Приведенные данные красноречиво демонстрируют, как удмуртская семья адаптируется в меняющемся мире. На исчерпание резерва свободных земель и возможностей для расширения крестьянского землепользования после завершения к 1834 г. генерального межевания она однозначно отреагировала усилением регенерации неразделенных семей. В условиях, когда крестьяне Удмуртии потеряли 44,5% имевшегося в их распоряжении земельного фонда и размеры крестьянских наделов были жестко ограничены, семейные разделы стали невыгодными и для общины, и для крестьянских хозяйств. Кроме того, община при разделе испытывала затруднения в соблюдении очередности в поставке рекрут. Так, в 1798 г. община «Верхочепецкой нижней доли Лекомской стороны Уканских деревень» на совете утвердила к отдаче в рекруты племянника Лариона Уткина и его сына, которых отправили в Вятку на выбор, «которой принят будет». Годом раньше мирской совет принял решение
о разделе семейства, состоявшего из трех братьев: Лариона, Андрея, Ивана Уткиных на три части, с детальным расписанием процедуры раздела имущества. Но в рекрутских списках семья продолжала считаться единой и общинники, давшие раздельную, постарались забыть об этом и сочли Уткиных «по семейным спискам единым семейством и годны в рекруты»15.

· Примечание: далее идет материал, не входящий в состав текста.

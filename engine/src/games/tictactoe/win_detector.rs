use super::board::Board;
use super::types::{Classification, GameStatus, Mark, Position, Sides, WinningLine};

const fn p(row: usize, col: usize) -> Position {
    Position { row, col }
}

// Columns, then rows, then the two diagonals.
const LINES: [[Position; 3]; 8] = [
    [p(0, 0), p(1, 0), p(2, 0)],
    [p(0, 1), p(1, 1), p(2, 1)],
    [p(0, 2), p(1, 2), p(2, 2)],
    [p(0, 0), p(0, 1), p(0, 2)],
    [p(1, 0), p(1, 1), p(1, 2)],
    [p(2, 0), p(2, 1), p(2, 2)],
    [p(0, 0), p(1, 1), p(2, 2)],
    [p(0, 2), p(1, 1), p(2, 0)],
];

pub fn has_empty_cell(board: &Board) -> bool {
    board
        .cells()
        .iter()
        .any(|row| row.iter().any(|&cell| cell == Mark::Empty))
}

pub fn check_win_with_line(board: &Board) -> Option<WinningLine> {
    LINES.iter().find_map(|&cells| {
        let mark = board.get(cells[0]);
        let owned = mark != Mark::Empty && cells[1..].iter().all(|&cell| board.get(cell) == mark);
        owned.then(|| WinningLine::new(mark, cells))
    })
}

pub fn check_win(board: &Board) -> Option<Mark> {
    check_win_with_line(board).map(|line| line.mark)
}

/// Marks outside the designation (impossible for a valid `Sides`) count as no winner.
pub fn classify(board: &Board, sides: &Sides) -> Classification {
    match check_win(board) {
        Some(mark) if mark == sides.bot() => Classification::BotWins,
        Some(mark) if mark == sides.human() => Classification::HumanWins,
        _ => Classification::NoWinner,
    }
}

pub fn evaluate_status(board: &Board, sides: &Sides) -> GameStatus {
    if let Some(side) = classify(board, sides).winner() {
        return GameStatus::Won(side);
    }

    if has_empty_cell(board) {
        GameStatus::InProgress
    } else {
        GameStatus::Draw
    }
}
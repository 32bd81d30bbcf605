use std::fmt;

use serde::{Deserialize, Serialize};

use super::error::MoveError;

pub const BOARD_SIZE: usize = 3;

#[derive(Clone, Copy, Debug, Default, PartialEq, Eq, Hash, Serialize, Deserialize)]
pub enum Mark {
    #[default]
    Empty,
    Cross,
    Circle,
}

impl Mark {
    pub fn opponent(&self) -> Option<Mark> {
        match self {
            Mark::Cross => Some(Mark::Circle),
            Mark::Circle => Some(Mark::Cross),
            Mark::Empty => None,
        }
    }

    pub fn to_char(&self) -> char {
        match self {
            Mark::Empty => '.',
            Mark::Cross => 'X',
            Mark::Circle => 'O',
        }
    }

    pub fn from_char(c: char) -> Option<Mark> {
        match c {
            '.' | '_' | '-' => Some(Mark::Empty),
            'X' | 'x' => Some(Mark::Cross),
            'O' | 'o' => Some(Mark::Circle),
            _ => None,
        }
    }
}

impl fmt::Display for Mark {
    fn fmt(&self, f: &mut fmt::Formatter<'_>) -> fmt::Result {
        write!(f, "{}", self.to_char())
    }
}

#[derive(Clone, Copy, Debug, PartialEq, Eq, Hash, Serialize, Deserialize)]
pub enum Side {
    Human,
    Bot,
}

impl Side {
    pub fn other(&self) -> Side {
        match self {
            Side::Human => Side::Bot,
            Side::Bot => Side::Human,
        }
    }
}

/// Which mark each side plays. The bot is always the maximizer.
#[derive(Clone, Copy, Debug, PartialEq, Eq)]
pub struct Sides {
    human: Mark,
    bot: Mark,
}

impl Sides {
    pub fn new(human: Mark, bot: Mark) -> Result<Self, MoveError> {
        if human == Mark::Empty || bot == Mark::Empty || human == bot {
            return Err(MoveError::InvalidSides { human, bot });
        }
        Ok(Self { human, bot })
    }

    pub fn for_human(human: Mark) -> Result<Self, MoveError> {
        let bot = human.opponent().ok_or(MoveError::InvalidSides { human, bot: Mark::Empty })?;
        Self::new(human, bot)
    }

    pub fn human(&self) -> Mark {
        self.human
    }

    pub fn bot(&self) -> Mark {
        self.bot
    }

    pub fn mark_of(&self, side: Side) -> Mark {
        match side {
            Side::Human => self.human,
            Side::Bot => self.bot,
        }
    }

    pub fn side_of(&self, mark: Mark) -> Option<Side> {
        if mark == self.human {
            Some(Side::Human)
        } else if mark == self.bot {
            Some(Side::Bot)
        } else {
            None
        }
    }
}

impl Default for Sides {
    fn default() -> Self {
        Self {
            human: Mark::Cross,
            bot: Mark::Circle,
        }
    }
}

#[derive(Debug, Clone, Copy, PartialEq, Eq, Hash)]
pub struct Position {
    pub row: usize,
    pub col: usize,
}

impl Position {
    pub fn new(row: usize, col: usize) -> Self {
        Self { row, col }
    }

    pub fn is_on_board(&self) -> bool {
        self.row < BOARD_SIZE && self.col < BOARD_SIZE
    }
}

impl fmt::Display for Position {
    fn fmt(&self, f: &mut fmt::Formatter<'_>) -> fmt::Result {
        write!(f, "({}, {})", self.row, self.col)
    }
}

#[derive(Debug, Clone, Copy, PartialEq, Eq)]
pub struct WinningLine {
    pub mark: Mark,
    pub cells: [Position; 3],
}

impl WinningLine {
    pub fn new(mark: Mark, cells: [Position; 3]) -> Self {
        Self { mark, cells }
    }

    pub fn start(&self) -> Position {
        self.cells[0]
    }

    pub fn end(&self) -> Position {
        self.cells[2]
    }
}

#[derive(Clone, Copy, Debug, PartialEq, Eq)]
pub enum Classification {
    NoWinner,
    HumanWins,
    BotWins,
}

impl Classification {
    pub fn score(&self) -> i32 {
        match self {
            Classification::HumanWins => -1,
            Classification::BotWins => 1,
            Classification::NoWinner => 0,
        }
    }

    pub fn winner(&self) -> Option<Side> {
        match self {
            Classification::HumanWins => Some(Side::Human),
            Classification::BotWins => Some(Side::Bot),
            Classification::NoWinner => None,
        }
    }
}

#[derive(Clone, Copy, Debug, PartialEq, Eq)]
pub enum GameStatus {
    InProgress,
    Won(Side),
    Draw,
}

impl GameStatus {
    pub fn is_over(&self) -> bool {
        *self != GameStatus::InProgress
    }

    /// Winner code reported at game end: 1 bot, 0 human, -1 draw.
    pub fn result_code(&self) -> Option<i32> {
        match self {
            GameStatus::Won(Side::Bot) => Some(1),
            GameStatus::Won(Side::Human) => Some(0),
            GameStatus::Draw => Some(-1),
            GameStatus::InProgress => None,
        }
    }
}

#[derive(Clone, Copy, Debug, PartialEq, Eq, Serialize, Deserialize)]
pub enum BotType {
    Random,
    Minimax,
}

impl fmt::Display for BotType {
    fn fmt(&self, f: &mut fmt::Formatter<'_>) -> fmt::Result {
        match self {
            BotType::Random => write!(f, "random"),
            BotType::Minimax => write!(f, "minimax"),
        }
    }
}

#[derive(Clone, Copy, Debug, PartialEq, Eq, Serialize, Deserialize)]
pub enum FirstPlayerMode {
    Human,
    Bot,
    Random,
}
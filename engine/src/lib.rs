pub mod config;
pub mod games;
pub mod logger;

pub use games::SessionRng;
pub use games::tictactoe;
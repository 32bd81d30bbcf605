mod arena_config;
mod match_runner;

use clap::{Parser, ValueEnum};
use tictactoe_engine::tictactoe::BotType;
use tictactoe_engine::{SessionRng, log, logger};

use arena_config::{ArenaOverrides, get_config_manager};
use match_runner::{MatchSettings, run_tournament};

#[derive(Clone, Copy, ValueEnum)]
enum BotArg {
    Random,
    Minimax,
}

impl From<BotArg> for BotType {
    fn from(arg: BotArg) -> Self {
        match arg {
            BotArg::Random => BotType::Random,
            BotArg::Minimax => BotType::Minimax,
        }
    }
}

#[derive(Parser)]
#[command(name = "tictactoe_arena")]
struct Args {
    /// YAML config file; defaults to tictactoe_arena_config.yaml next to the executable.
    #[arg(long)]
    config: Option<String>,
    #[arg(long)]
    games: Option<u32>,
    #[arg(long)]
    seed: Option<u64>,
    #[arg(long, value_enum)]
    cross: Option<BotArg>,
    #[arg(long, value_enum)]
    circle: Option<BotArg>,
    #[arg(long)]
    workers: Option<usize>,
    #[arg(long)]
    use_log_prefix: bool,
}

#[tokio::main]
async fn main() -> Result<(), Box<dyn std::error::Error + Send + Sync>> {
    let args = Args::parse();

    let prefix = if args.use_log_prefix {
        Some("Arena".to_string())
    } else {
        None
    };
    logger::init_logger(prefix);

    let config = get_config_manager(args.config.as_deref())
        .get_config()?
        .with_overrides(ArenaOverrides {
            games: args.games,
            cross: args.cross.map(BotType::from),
            circle: args.circle.map(BotType::from),
            workers: args.workers,
            seed: args.seed,
        })?;

    let settings = MatchSettings {
        cross: config.cross,
        circle: config.circle,
    };
    let games = config.games;
    let workers = config.workers;
    let rng = match config.seed {
        Some(seed) => SessionRng::new(seed),
        None => SessionRng::from_random(),
    };

    log!(
        "Playing {} games, cross: {}, circle: {}, {} workers, seed {}",
        games,
        settings.cross,
        settings.circle,
        workers,
        rng.seed()
    );

    let tally = run_tournament(settings, games, workers, &rng).await?;

    log!(
        "Finished {} games: cross won {}, circle won {}, {} draws",
        tally.games(),
        tally.cross_wins,
        tally.circle_wins,
        tally.draws
    );

    Ok(())
}
#[derive(Debug)]
pub enum ConfigError {
    Read(std::io::Error),
    Write(std::io::Error),
    Serialize(serde_yaml_ng::Error),
    Deserialize(serde_yaml_ng::Error),
    Validation(String),
}

impl std::fmt::Display for ConfigError {
    fn fmt(&self, f: &mut std::fmt::Formatter<'_>) -> std::fmt::Result {
        match self {
            ConfigError::Read(e) => write!(f, "Failed to read config file: {}", e),
            ConfigError::Write(e) => write!(f, "Failed to write config file: {}", e),
            ConfigError::Serialize(e) => write!(f, "Failed to serialize config: {}", e),
            ConfigError::Deserialize(e) => write!(f, "Failed to deserialize config: {}", e),
            ConfigError::Validation(message) => write!(f, "Config validation error: {}", message),
        }
    }
}

impl std::error::Error for ConfigError {
    fn source(&self) -> Option<&(dyn std::error::Error + 'static)> {
        match self {
            ConfigError::Read(e) | ConfigError::Write(e) => Some(e),
            ConfigError::Serialize(e) | ConfigError::Deserialize(e) => Some(e),
            ConfigError::Validation(_) => None,
        }
    }
}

Ослаблению темпов дробления семьи способствовал также Указ от 30 марта 1823 г., по которому семейные разделы позволялись лишь тогда, когда в каждом дворе было не менее 3-4 работников. Усложнилась и процедура: кроме общинного схода, требовалось решение палаты государственных имуществ, принимавшееся после обследования. Можно привести множество примеров, когда решение общины о разделе не утверждалось палатой государственных имуществ. Типичный случай произошел с удмуртами Сарапульского уезда Бурановской волости д. Биктовой Максимовыми. В 1834 г. они просили узаконить уже совершившийся раздел семьи, в которой было 7 мужчин, мотивируя, что «через раздробление семейства лучше можем иметь всякой через старание приличное быту нашему содержание». Община дала согласие, но казенная палата отказала в просьбе, подчеркивая, что они разделились без позволения начальства назад тому только 7 лет, следственно, после 1823 г.16 В фондах низших земских судов сохранилось немало дел, свидетельствующих о том, что крестьяне вынуждены были сохранять единую семью, несмотря на выраженное стремление ее членов к разделу.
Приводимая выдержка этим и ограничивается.